This guest post is by Richard Bayer, MD, who was the chief filing petitioner for the Oregon Medical Marijuana Act in 1998. He opposes Washington State's Initiative 502, which would legalize, tax, and regulate marijuana. He is concerned that I-502's DUI provision will spread to Oregon. - Eds

It is natural for patients who rely on medical marijuana to desire legalization as I-502 claims. Regrettably, I-502 contains a law called per se Driving Under the Influence of Cannabis, or per se DUIC, that traps innocent drivers including medical cannabis patients.

Currently, the crime requires the state prove impairment. But under I-502, the crime becomes a blood test. Alcohol is an unusual drug because blood and breath levels correlate with impairment. There is no equivalent test for cannabis. Currently, law enforcement proves impairment by field sobriety testing using the laboratory to support the prosecution. This will change with I-502 when having the wrong THC level becomes the crime.

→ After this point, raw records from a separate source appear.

//! Bounding spheres for cheap rejection of rays and distance queries.

use crate::{DMat4, DVec3, Mat4Ext, Ray};

/// A conservative sphere containing an entire shape.
///
/// An infinite radius marks an unbounded shape (infinite domain repetition):
/// every ray crosses it and its distance is always `-inf`.
#[derive(Debug, Copy, Clone, PartialEq)]
pub struct BoundingSphere {
    pub center: DVec3,
    pub radius: f64,
}

impl BoundingSphere {
    /// Create a new bounding sphere.
    pub fn new(center: DVec3, radius: f64) -> Self {
        Self { center, radius }
    }

    /// A sphere enclosing all of space.
    pub fn unbounded() -> Self {
        Self {
            center: DVec3::ZERO,
            radius: f64::INFINITY,
        }
    }

    pub fn is_unbounded(&self) -> bool {
        self.radius.is_infinite()
    }

    /// Signed distance from `point` to the sphere surface.
    ///
    /// A lower bound on the distance to anything inside the sphere.
    #[inline]
    pub fn distance(&self, point: DVec3) -> f64 {
        (point - self.center).length() - self.radius
    }

    /// Analytic ray/sphere test.
    ///
    /// True when either intersection of the ray's line with the sphere lies
    /// further along the ray than `threshold`. Expects a unit direction.
    pub fn crossed_by(&self, ray: &Ray, threshold: f64) -> bool {
        let to = ray.origin - self.center;
        let b = to.dot(ray.direction);
        let c = to.dot(to) - self.radius * self.radius;
        let discriminant = b * b - c;
        if discriminant < 0.0 {
            return false;
        }
        let root = discriminant.sqrt();
        let t1 = -b - root;
        let t2 = -b + root;
        t1 > threshold || t2 > threshold
    }

    /// Apply an affine transform, scaling the radius by the matrix's
    /// largest stretch so the result stays conservative.
    pub fn transformed(&self, matrix: &DMat4) -> Self {
        Self {
            center: matrix.transform_point3(self.center),
            radius: self.radius * matrix.max_stretch(),
        }
    }

    /// Grow by `amount` in every direction.
    pub fn expanded(&self, amount: f64) -> Self {
        Self {
            center: self.center,
            radius: self.radius + amount,
        }
    }

    /// A sphere enclosing every sphere in `spheres`.
    ///
    /// Centered on the average of the child centers. The radius grows until it
    /// reaches the farthest point of every child, `|c_i - center| + r_i`,
    /// which includes each child's six axis extremes.
    pub fn enclosing(spheres: &[BoundingSphere]) -> Self {
        if spheres.is_empty() {
            return Self::new(DVec3::ZERO, 0.0);
        }
        if spheres.iter().any(|s| s.is_unbounded()) {
            return Self::unbounded();
        }

        let center = spheres.iter().map(|s| s.center).sum::<DVec3>() / spheres.len() as f64;
        let radius = spheres
            .iter()
            .map(|s| (s.center - center).length() + s.radius)
            .fold(0.0, f64::max);

        Self { center, radius }
    }
}
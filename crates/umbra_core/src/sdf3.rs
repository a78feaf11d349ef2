//! 3D signed distance fields.
//!
//! An `Sdf3` is a tree of primitives, combinators and boolean operations.
//! `compile` walks the tree once and returns a single closure that captures
//! each child's already-compiled closure, so per-sample evaluation never
//! re-traverses the tree.
//!
//! Every distance is a conservative estimate (negative inside, zero on the
//! surface) and every bounding sphere contains the whole shape.

use std::sync::Arc;

use serde::{Deserialize, Serialize};
use umbra_math::{BoundingSphere, DMat4, DVec2, DVec3, Mat4Ext, Vec3Ext};

use crate::csg;
use crate::sdf2::Sdf2;

/// A compiled 3D distance function.
pub type DistanceFn3 = Arc<dyn Fn(DVec3) -> f64 + Send + Sync>;

/// A 3D shape.
#[derive(Clone, Debug, PartialEq, Serialize, Deserialize)]
#[serde(tag = "type", rename_all = "snake_case")]
pub enum Sdf3 {
    // Primitives
    Sphere {
        radius: f64,
    },
    /// Axis-aligned box given by its half extents.
    Cube {
        half: DVec3,
    },
    /// Ring around the Y axis.
    Torus {
        major: f64,
        minor: f64,
    },
    /// Cone along Z with its tip at `+height/2` and base at `-height/2`.
    Cone {
        height: f64,
        radius: f64,
    },
    Ellipsoid {
        radii: DVec3,
    },
    /// 2D profile in XY, capped along Z.
    Extrude {
        half_height: f64,
        shape: Sdf2,
    },
    /// 2D profile swept around the Y axis; profile x is the distance from
    /// the axis minus `offset`, profile y is Y.
    Revolve {
        offset: f64,
        shape: Sdf2,
    },

    // Combinators
    /// Affine transform. Stores the inverse to map sample points back into
    /// the child's space.
    Transform {
        matrix: DMat4,
        inverse: DMat4,
        shape: Box<Sdf3>,
    },
    Scale {
        factor: f64,
        shape: Box<Sdf3>,
    },
    /// Non-uniform scale.
    Distort {
        factor: DVec3,
        shape: Box<Sdf3>,
    },
    Round {
        radius: f64,
        shape: Box<Sdf3>,
    },
    /// Shell of `thickness` around the child's surface.
    Hollow {
        thickness: f64,
        shape: Box<Sdf3>,
    },
    /// Stretch by clamping the domain to `[-half, half]`.
    Elongate {
        half: DVec3,
        shape: Box<Sdf3>,
    },
    /// `2 * count + 1` copies per axis spaced by `offset`.
    Repeat {
        count: DVec3,
        offset: DVec3,
        shape: Box<Sdf3>,
    },
    /// Endless tiling with the given cell size.
    RepeatInfinite {
        period: DVec3,
        shape: Box<Sdf3>,
    },

    // Boolean operations
    Union {
        items: Vec<Sdf3>,
    },
    /// `items[0]` minus every following item.
    Difference {
        items: Vec<Sdf3>,
    },
    Intersection {
        items: Vec<Sdf3>,
    },
}

impl Sdf3 {
    // =========================================================================
    // Primitives
    // =========================================================================

    pub fn sphere(radius: f64) -> Self {
        Self::Sphere { radius }
    }

    /// Box of full size `x` by `y` by `z`, centered on the origin.
    pub fn cube(x: f64, y: f64, z: f64) -> Self {
        Self::Cube {
            half: DVec3::new(x, y, z) / 2.0,
        }
    }

    /// Box with edges rounded by `r`; overall size stays `x` by `y` by `z`.
    pub fn cube_rounded(x: f64, y: f64, z: f64, r: f64) -> Self {
        let d = r * 2.0;
        Self::cube(x - d, y - d, z - d).round(r)
    }

    /// Cylinder along Z of total height `h`.
    pub fn cylinder(h: f64, r: f64) -> Self {
        Self::extrude(h, Sdf2::circle(r))
    }

    /// Cylinder with edges rounded by `ro`.
    pub fn cylinder_rounded(h: f64, r: f64, ro: f64) -> Self {
        Self::cylinder(h - ro * 2.0, r - ro).round(ro)
    }

    /// Capsule along Z between spheres of radius `r1` (bottom) and `r2`
    /// (top) whose centers are `h` apart, centered on the origin.
    pub fn capsule(h: f64, r1: f64, r2: f64) -> Self {
        Self::revolve(0.0, Sdf2::stadium(h, r1, r2))
            .rotate(DVec3::X, 90.0)
            .translate(DVec3::new(0.0, 0.0, -h / 2.0))
    }

    /// Torus in the XZ plane with the given outer and inner radii.
    pub fn torus(outer: f64, inner: f64) -> Self {
        let w = outer - inner;
        Self::Torus {
            major: outer - w / 2.0,
            minor: w / 2.0,
        }
    }

    pub fn cone(height: f64, radius: f64) -> Self {
        Self::Cone { height, radius }
    }

    pub fn ellipsoid(x: f64, y: f64, z: f64) -> Self {
        Self::Ellipsoid {
            radii: DVec3::new(x, y, z),
        }
    }

    /// Triangular prism: apex up along Z, `w` wide at the base, `w` deep.
    pub fn tri_prism(h: f64, w: f64) -> Self {
        let profile = Sdf2::triangle(
            DVec2::new(0.0, h),
            DVec2::new(-w / 2.0, 0.0),
            DVec2::new(w / 2.0, 0.0),
        );
        Self::extrude(w, profile)
            .rotate(DVec3::X, 90.0)
            .translate(DVec3::new(0.0, 0.0, -h / 2.0))
    }

    /// Square pyramid built from two crossed prisms.
    pub fn pyramid(h: f64, w: f64) -> Self {
        let prism = Self::tri_prism(h, w);
        Self::intersection(vec![prism.clone(), prism.rotate(DVec3::Z, 90.0)])
    }

    /// Extrude a 2D profile along Z to total height `h`.
    pub fn extrude(h: f64, shape: Sdf2) -> Self {
        Self::Extrude {
            half_height: h / 2.0,
            shape,
        }
    }

    pub fn revolve(offset: f64, shape: Sdf2) -> Self {
        Self::Revolve { offset, shape }
    }

    // =========================================================================
    // Combinators
    // =========================================================================

    pub fn translate(self, v: DVec3) -> Self {
        self.transform(DMat4::from_translation(v))
    }

    /// Rotate by `degrees` around `axis` (right-handed).
    pub fn rotate(self, axis: DVec3, degrees: f64) -> Self {
        self.transform(DMat4::rotation_degrees(axis, degrees))
    }

    /// Apply an affine transform.
    ///
    /// Any matrix works, but one that stretches unevenly gives a looser
    /// distance and slower marching. Prefer `scale` or `distort` for size.
    pub fn transform(self, matrix: DMat4) -> Self {
        Self::Transform {
            matrix,
            inverse: matrix.inverse(),
            shape: Box::new(self),
        }
    }

    pub fn scale(self, factor: f64) -> Self {
        Self::Scale {
            factor,
            shape: Box::new(self),
        }
    }

    pub fn distort(self, factor: DVec3) -> Self {
        Self::Distort {
            factor,
            shape: Box::new(self),
        }
    }

    pub fn round(self, radius: f64) -> Self {
        Self::Round {
            radius,
            shape: Box::new(self),
        }
    }

    pub fn hollow(self, thickness: f64) -> Self {
        Self::Hollow {
            thickness,
            shape: Box::new(self),
        }
    }

    pub fn elongate(self, half: DVec3) -> Self {
        Self::Elongate {
            half: half.abs(),
            shape: Box::new(self),
        }
    }

    pub fn repeat(self, count: DVec3, offset: DVec3) -> Self {
        Self::Repeat {
            count: count.abs(),
            offset,
            shape: Box::new(self),
        }
    }

    pub fn repeat_infinite(self, period: DVec3) -> Self {
        Self::RepeatInfinite {
            period,
            shape: Box::new(self),
        }
    }

    // =========================================================================
    // Evaluation
    // =========================================================================

    /// Evaluate the distance at a single point.
    ///
    /// Compiles the whole tree on every call; use `compile` when sampling
    /// many points.
    pub fn distance(&self, point: DVec3) -> f64 {
        self.compile()(point)
    }

    /// Conservative bounding sphere of the shape.
    pub fn bounding_sphere(&self) -> BoundingSphere {
        match self {
            Self::Sphere { radius } => BoundingSphere::new(DVec3::ZERO, *radius),
            Self::Cube { half } => BoundingSphere::new(DVec3::ZERO, half.length()),
            Self::Torus { major, minor } => BoundingSphere::new(DVec3::ZERO, major + minor),
            Self::Cone { height, radius } => {
                BoundingSphere::new(DVec3::ZERO, DVec2::new(height / 2.0, *radius).length())
            }
            Self::Ellipsoid { radii } => BoundingSphere::new(DVec3::ZERO, radii.max_element()),
            Self::Extrude { half_height, shape } => {
                let (center, radius) = shape.bounding_circle();
                BoundingSphere::new(
                    center.extend(0.0),
                    DVec2::new(radius, *half_height).length(),
                )
            }
            Self::Revolve { offset, shape } => {
                let (center, radius) = shape.bounding_circle();
                let reach = offset.abs() + center.x.abs() + radius;
                BoundingSphere::new(
                    DVec3::new(0.0, center.y, 0.0),
                    DVec2::new(reach, radius).length(),
                )
            }
            Self::Transform { matrix, shape, .. } => shape.bounding_sphere().transformed(matrix),
            Self::Scale { factor, shape } => {
                let inner = shape.bounding_sphere();
                BoundingSphere::new(inner.center * *factor, inner.radius * factor.abs())
            }
            Self::Distort { factor, shape } => {
                let inner = shape.bounding_sphere();
                BoundingSphere::new(
                    inner.center * *factor,
                    inner.radius * factor.abs().max_element(),
                )
            }
            Self::Round { radius, shape } => shape.bounding_sphere().expanded(*radius),
            Self::Hollow { thickness, shape } => {
                shape.bounding_sphere().expanded(thickness.abs())
            }
            Self::Elongate { half, shape } => shape.bounding_sphere().expanded(half.length()),
            Self::Repeat {
                count,
                offset,
                shape,
            } => shape
                .bounding_sphere()
                .expanded((*count * *offset).length()),
            Self::RepeatInfinite { .. } => BoundingSphere::unbounded(),
            Self::Union { items } | Self::Difference { items } | Self::Intersection { items } => {
                let spheres: Vec<BoundingSphere> =
                    items.iter().map(|item| item.bounding_sphere()).collect();
                BoundingSphere::enclosing(&spheres)
            }
        }
    }

    /// Build the distance closure for the whole tree.
    pub fn compile(&self) -> DistanceFn3 {
        match self {
            Self::Sphere { radius } => {
                let radius = *radius;
                Arc::new(move |p: DVec3| p.length() - radius)
            }

            Self::Cube { half } => {
                let half = *half;
                Arc::new(move |p: DVec3| {
                    let q = p.abs() - half;
                    q.max(DVec3::ZERO).length() + q.max_element().min(0.0)
                })
            }

            Self::Torus { major, minor } => {
                let (major, minor) = (*major, *minor);
                Arc::new(move |p: DVec3| {
                    let q = DVec2::new(DVec2::new(p.x, p.z).length() - major, p.y);
                    q.length() - minor
                })
            }

            Self::Cone { height, radius } => {
                let (height, radius) = (*height, *radius);
                let (sin, cos) = (height / radius).atan().sin_cos();
                Arc::new(move |p: DVec3| {
                    // Work relative to the tip
                    let z = p.z - height / 2.0;
                    let q = DVec2::new(DVec2::new(p.x, p.y).length(), z);
                    let d1 = -z - height;
                    let d2 = q.dot(DVec2::new(sin, cos)).max(z);
                    DVec2::new(d1, d2).max(DVec2::ZERO).length() + d1.max(d2).min(0.0)
                })
            }

            Self::Ellipsoid { radii } => {
                let radii = *radii;
                let inner = radii.min_element();
                Arc::new(move |p: DVec3| {
                    let k0 = (p / radii).length();
                    let k1 = (p / (radii * radii)).length();
                    if k1 == 0.0 {
                        return -inner;
                    }
                    k0 * (k0 - 1.0) / k1
                })
            }

            Self::Extrude { half_height, shape } => {
                let profile = shape.compile();
                let half_height = *half_height;
                Arc::new(move |p: DVec3| {
                    let d = profile(DVec2::new(p.x, p.y));
                    let w = DVec2::new(d, p.z.abs() - half_height);
                    w.x.max(w.y).min(0.0) + w.max(DVec2::ZERO).length()
                })
            }

            Self::Revolve { offset, shape } => {
                let profile = shape.compile();
                let offset = *offset;
                Arc::new(move |p: DVec3| {
                    profile(DVec2::new(DVec2::new(p.x, p.z).length() - offset, p.y))
                })
            }

            Self::Transform { inverse, shape, .. } => {
                let inner = shape.compile();
                let inverse = *inverse;
                // The inverse can lengthen steps, so shrink distances to match
                let stretch = inverse.max_stretch();
                Arc::new(move |p: DVec3| inner(inverse.transform_point3(p)) / stretch)
            }

            Self::Scale { factor, shape } => {
                let inner = shape.compile();
                let factor = *factor;
                Arc::new(move |p: DVec3| inner(p / factor) * factor)
            }

            Self::Distort { factor, shape } => {
                let inner = shape.compile();
                let factor = *factor;
                let shrink = factor.min_element();
                Arc::new(move |p: DVec3| inner(p / factor) * shrink)
            }

            Self::Round { radius, shape } => {
                let inner = shape.compile();
                let radius = *radius;
                Arc::new(move |p: DVec3| inner(p) - radius)
            }

            Self::Hollow { thickness, shape } => {
                let inner = shape.compile();
                let thickness = *thickness;
                Arc::new(move |p: DVec3| inner(p).abs() - thickness)
            }

            Self::Elongate { half, shape } => {
                let inner = shape.compile();
                let half = *half;
                Arc::new(move |p: DVec3| inner(p - p.clamp(-half, half)))
            }

            Self::Repeat {
                count,
                offset,
                shape,
            } => {
                let inner = shape.compile();
                let (count, offset) = (*count, *offset);
                Arc::new(move |p: DVec3| {
                    let cell = (p / offset).round().clamp(-count, count);
                    inner(p - cell * offset)
                })
            }

            Self::RepeatInfinite { period, shape } => {
                let inner = shape.compile();
                let period = *period;
                let half = period * 0.5;
                Arc::new(move |p: DVec3| inner((p + half).modulo(period) - half))
            }

            Self::Union { items } => csg::union(items),
            Self::Difference { items } => csg::difference(items),
            Self::Intersection { items } => csg::intersection(items),
        }
    }
}
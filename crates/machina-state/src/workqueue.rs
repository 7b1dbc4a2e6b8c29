//! Rate-limited work queue
//!
//! Keys move through `queued -> processing -> done`. A key is never handed to
//! two workers at once: re-adding a key while it is processing marks it dirty
//! and it is queued again when the worker calls [`WorkQueue::done`]. Failed
//! keys are re-added with per-key exponential backoff until
//! [`WorkQueue::forget`] resets their failure count.

use std::collections::{HashMap, HashSet, VecDeque};
use std::sync::{Arc, Mutex, MutexGuard};
use std::time::Duration;

use async_trait::async_trait;
use tokio::sync::Notify;
use tracing::trace;

/// First retry delay for a failing key
pub const BASE_RETRY_DELAY: Duration = Duration::from_millis(5);

/// Upper bound for a failing key's retry delay
pub const MAX_RETRY_DELAY: Duration = Duration::from_secs(1000);

/// Work queue operations used by the state controller
#[async_trait]
pub trait WorkQueue: Send + Sync {
    /// Queue `key` now
    fn add(&self, key: &str);

    /// Queue `key` once `delay` has elapsed
    fn add_after(&self, key: &str, delay: Duration);

    /// Queue `key` after its per-key backoff and count the requeue
    fn add_rate_limited(&self, key: &str);

    /// Reset the failure count of `key`
    fn forget(&self, key: &str);

    /// Number of rate-limited requeues since the last `forget`
    fn num_requeues(&self, key: &str) -> u32;

    /// Wait for the next key. `None` once the queue is shut down.
    async fn get(&self) -> Option<String>;

    /// Mark `key` as no longer processing
    fn done(&self, key: &str);

    /// Stop handing out keys and wake all waiting workers
    fn shut_down(&self);
}

#[derive(Default)]
struct QueueState {
    queue: VecDeque<String>,
    dirty: HashSet<String>,
    processing: HashSet<String>,
    failures: HashMap<String, u32>,
    shutting_down: bool,
}

struct Inner {
    state: Mutex<QueueState>,
    notify: Notify,
    base_delay: Duration,
    max_delay: Duration,
}

impl Inner {
    fn lock(&self) -> MutexGuard<'_, QueueState> {
        // a poisoned queue still holds consistent sets; keep serving it
        self.state.lock().unwrap_or_else(|e| e.into_inner())
    }

    fn add(&self, key: &str) {
        let mut state = self.lock();
        if state.shutting_down || state.dirty.contains(key) {
            return;
        }
        state.dirty.insert(key.to_string());
        if state.processing.contains(key) {
            return;
        }
        state.queue.push_back(key.to_string());
        drop(state);
        self.notify.notify_one();
    }
}

/// In-process [`WorkQueue`] with per-key exponential backoff
#[derive(Clone)]
pub struct RateLimitingQueue {
    inner: Arc<Inner>,
}

impl Default for RateLimitingQueue {
    fn default() -> Self {
        Self::new()
    }
}

impl RateLimitingQueue {
    /// Queue with the default 5ms..1000s backoff
    pub fn new() -> Self {
        Self::with_backoff(BASE_RETRY_DELAY, MAX_RETRY_DELAY)
    }

    /// Queue with custom backoff bounds
    pub fn with_backoff(base_delay: Duration, max_delay: Duration) -> Self {
        Self {
            inner: Arc::new(Inner {
                state: Mutex::new(QueueState::default()),
                notify: Notify::new(),
                base_delay,
                max_delay,
            }),
        }
    }

    /// Number of keys waiting to be handed out
    pub fn len(&self) -> usize {
        self.inner.lock().queue.len()
    }

    /// True if no keys are waiting
    pub fn is_empty(&self) -> bool {
        self.len() == 0
    }

    fn backoff_for(&self, failures: u32) -> Duration {
        let factor = 2u32.checked_pow(failures).unwrap_or(u32::MAX);
        self.inner
            .base_delay
            .checked_mul(factor)
            .map_or(self.inner.max_delay, |d| d.min(self.inner.max_delay))
    }
}

#[async_trait]
impl WorkQueue for RateLimitingQueue {
    fn add(&self, key: &str) {
        self.inner.add(key);
    }

    fn add_after(&self, key: &str, delay: Duration) {
        if delay.is_zero() {
            self.inner.add(key);
            return;
        }
        if self.inner.lock().shutting_down {
            return;
        }
        let inner = self.inner.clone();
        let key = key.to_string();
        tokio::spawn(async move {
            tokio::time::sleep(delay).await;
            inner.add(&key);
        });
    }

    fn add_rate_limited(&self, key: &str) {
        let failures = {
            let mut state = self.inner.lock();
            let entry = state.failures.entry(key.to_string()).or_insert(0);
            let current = *entry;
            *entry += 1;
            current
        };
        let delay = self.backoff_for(failures);
        trace!(key, failures, delay_ms = delay.as_millis() as u64, "rate limited requeue");
        self.add_after(key, delay);
    }

    fn forget(&self, key: &str) {
        self.inner.lock().failures.remove(key);
    }

    fn num_requeues(&self, key: &str) -> u32 {
        self.inner.lock().failures.get(key).copied().unwrap_or(0)
    }

    async fn get(&self) -> Option<String> {
        loop {
            // registered before checking so a concurrent add cannot be missed
            let notified = self.inner.notify.notified();
            {
                let mut state = self.inner.lock();
                if let Some(key) = state.queue.pop_front() {
                    state.dirty.remove(&key);
                    state.processing.insert(key.clone());
                    return Some(key);
                }
                if state.shutting_down {
                    return None;
                }
            }
            notified.await;
        }
    }

    fn done(&self, key: &str) {
        let mut state = self.inner.lock();
        state.processing.remove(key);
        if state.dirty.contains(key) && !state.shutting_down {
            state.queue.push_back(key.to_string());
            drop(state);
            self.inner.notify.notify_one();
        }
    }

    fn shut_down(&self) {
        self.inner.lock().shutting_down = true;
        self.inner.notify.notify_waiters();
    }
}

#[cfg(test)]
mod tests {
    use super::*;

    #[tokio::test]
    async fn keys_are_deduplicated_while_queued() {
        let q = RateLimitingQueue::new();
        q.add("daemon");
        q.add("daemon");
        q.add("controller");
        assert_eq!(q.len(), 2);
        assert_eq!(q.get().await.as_deref(), Some("daemon"));
        assert_eq!(q.get().await.as_deref(), Some("controller"));
    }

    #[tokio::test]
    async fn re_add_while_processing_is_deferred_until_done() {
        let q = RateLimitingQueue::new();
        q.add("daemon");
        let key = q.get().await.unwrap();

        q.add("daemon");
        assert!(q.is_empty(), "in-flight key must not be handed out twice");

        q.done(&key);
        assert_eq!(q.len(), 1);
        assert_eq!(q.get().await.as_deref(), Some("daemon"));
    }

    #[tokio::test(start_paused = true)]
    async fn add_after_waits_for_delay() {
        let q = RateLimitingQueue::new();
        q.add_after("server", Duration::from_secs(5));

        tokio::time::sleep(Duration::from_secs(4)).await;
        assert!(q.is_empty());

        tokio::time::sleep(Duration::from_secs(2)).await;
        assert_eq!(q.len(), 1);
    }

    #[tokio::test]
    async fn rate_limited_requeues_are_counted_until_forget() {
        let q = RateLimitingQueue::with_backoff(Duration::from_millis(1), Duration::from_millis(1));
        q.add_rate_limited("metrics");
        q.add_rate_limited("metrics");
        assert_eq!(q.num_requeues("metrics"), 2);

        q.forget("metrics");
        assert_eq!(q.num_requeues("metrics"), 0);
    }

    #[test]
    fn backoff_doubles_and_caps() {
        let q = RateLimitingQueue::new();
        assert_eq!(q.backoff_for(0), Duration::from_millis(5));
        assert_eq!(q.backoff_for(1), Duration::from_millis(10));
        assert_eq!(q.backoff_for(3), Duration::from_millis(40));
        assert_eq!(q.backoff_for(30), MAX_RETRY_DELAY);
        assert_eq!(q.backoff_for(64), MAX_RETRY_DELAY);
    }

    #[tokio::test]
    async fn shutdown_releases_waiting_workers() {
        let q = RateLimitingQueue::new();
        let waiter = {
            let q = q.clone();
            tokio::spawn(async move { q.get().await })
        };
        tokio::task::yield_now().await;
        q.shut_down();
        assert_eq!(waiter.await.unwrap(), None);
    }
}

I-502 is a sixty-six page ballot initiative and Section 3 mandates blood measurement of the psychoactive parent compound THC, rather than non-psychoactive metabolite carboxy-THC. (The I-502 campaign has issued a fact sheet in defense of the DUI provision.) Patients who use cannabis regularly develop tolerance to the psychoactive or behavioral effects of marijuana even though blood THC levels may never drop to zero. A major flaw in I-502 is the sponsors failed to test any doctor-approved medical marijuana patients to determine how tolerance affects blood THC concentration.

Doctors' reports from Colorado and Washington State guarantee I-502 will wrongfully convict unimpaired drivers, particularly medical marijuana patients. Impairment from cannabis smoking resolves within four hours but doctor-examined patients show blood THC can remain several times the limits allowed by I-502. Reports of background THC levels from unimpaired patients show that THC can be higher than 15 nanograms.

Background THC that causes no impairment is not psychoactive but will result in convictions with license suspension. This is because THC blood testing on regular users of marijuana cannot accurately determine impairment. Sections 31 through 37 of this lengthy initiative explain I-502's limit of 5 nanograms is only for adults who have blood drawn within 2 hours of the alleged crime, otherwise trace amounts create a zero-tolerance crime—even for patients. Nonusers register several nanograms simply from passive exposure to marijuana smoke.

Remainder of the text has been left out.